WHAT YOU NEED TO DO: When you reach the line containing "#[derive(Debug, Clone, Serialize, Deserialize, FromRow)]" in the entries below, begin reproducing lines exactly, and stop once the line containing "the caller's role." is done.

==== SUPPLIED MATERIAL

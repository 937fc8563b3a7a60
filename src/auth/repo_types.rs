use serde::{Deserialize, Serialize};
use sqlx::FromRow;
use time::OffsetDateTime;
use uuid::Uuid;

#[derive(Debug, Clone, Copy, PartialEq, Eq, Serialize, Deserialize, sqlx::Type)]
#[sqlx(type_name = "user_role", rename_all = "lowercase")]
#[serde(rename_all = "lowercase")]
pub enum Role {
    Admin,
    User,
    Moderator,
}

/// User record in the database.
#[derive(Debug, Clone, Serialize, Deserialize, FromRow)]
pub struct User {
    pub id: Uuid,
    pub username: String,
    pub email: String,
    #[serde(skip_serializing)]
    pub password_hash: String, // Argon2 hash, not exposed in JSON
    pub first_name: Option<String>,
    pub last_name: Option<String>,
    pub role: Role,
    pub is_active: bool,
    pub is_verified: bool,
    #[serde(with = "time::serde::rfc3339::option")]
    pub last_login: Option<OffsetDateTime>,
    pub intake_form_completed: bool,
    pub intake_form_id: Option<Uuid>,
    #[serde(with = "time::serde::rfc3339")]
    pub created_at: OffsetDateTime,
    #[serde(with = "time::serde::rfc3339")]
    pub updated_at: OffsetDateTime,
}

/// Fields accepted when creating a user, already validated by the caller.
#[derive(Debug, Clone)]
pub struct NewUser<'a> {
    pub username: &'a str,
    pub email: &'a str,
    pub password_hash: &'a str,
    pub first_name: Option<&'a str>,
    pub last_name: Option<&'a str>,
    pub role: Role,
    pub created_by: Option<Uuid>,
}

/// Row of `permissions` joined through the caller's role.
#[derive(Debug, Clone, Serialize, FromRow)]
pub struct UserPermission {
    pub permission_name: String,
    pub permission_description: String,
}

========

WRITTEN SOLUTION:
#[derive(Debug, Clone, Serialize, Deserialize, FromRow)]
pub struct User {
    pub id: Uuid,
    pub username: String,
    pub email: String,
    #[serde(skip_serializing)]
    pub password_hash: String, // Argon2 hash, not exposed in JSON
    pub first_name: Option<String>,
    pub last_name: Option<String>,
    pub role: Role,
    pub is_active: bool,
    pub is_verified: bool,
    #[serde(with = "time::serde::rfc3339::option")]
    pub last_login: Option<OffsetDateTime>,
    pub intake_form_completed: bool,
    pub intake_form_id: Option<Uuid>,
    #[serde(with = "time::serde::rfc3339")]
    pub created_at: OffsetDateTime,
    #[serde(with = "time::serde::rfc3339")]
    pub updated_at: OffsetDateTime,
}

/// Fields accepted when creating a user, already validated by the caller.
#[derive(Debug, Clone)]
pub struct NewUser<'a> {
    pub username: &'a str,
    pub email: &'a str,
    pub password_hash: &'a str,
    pub first_name: Option<&'a str>,
    pub last_name: Option<&'a str>,
    pub role: Role,
    pub created_by: Option<Uuid>,
}

/// Row of `permissions` joined through the caller's role.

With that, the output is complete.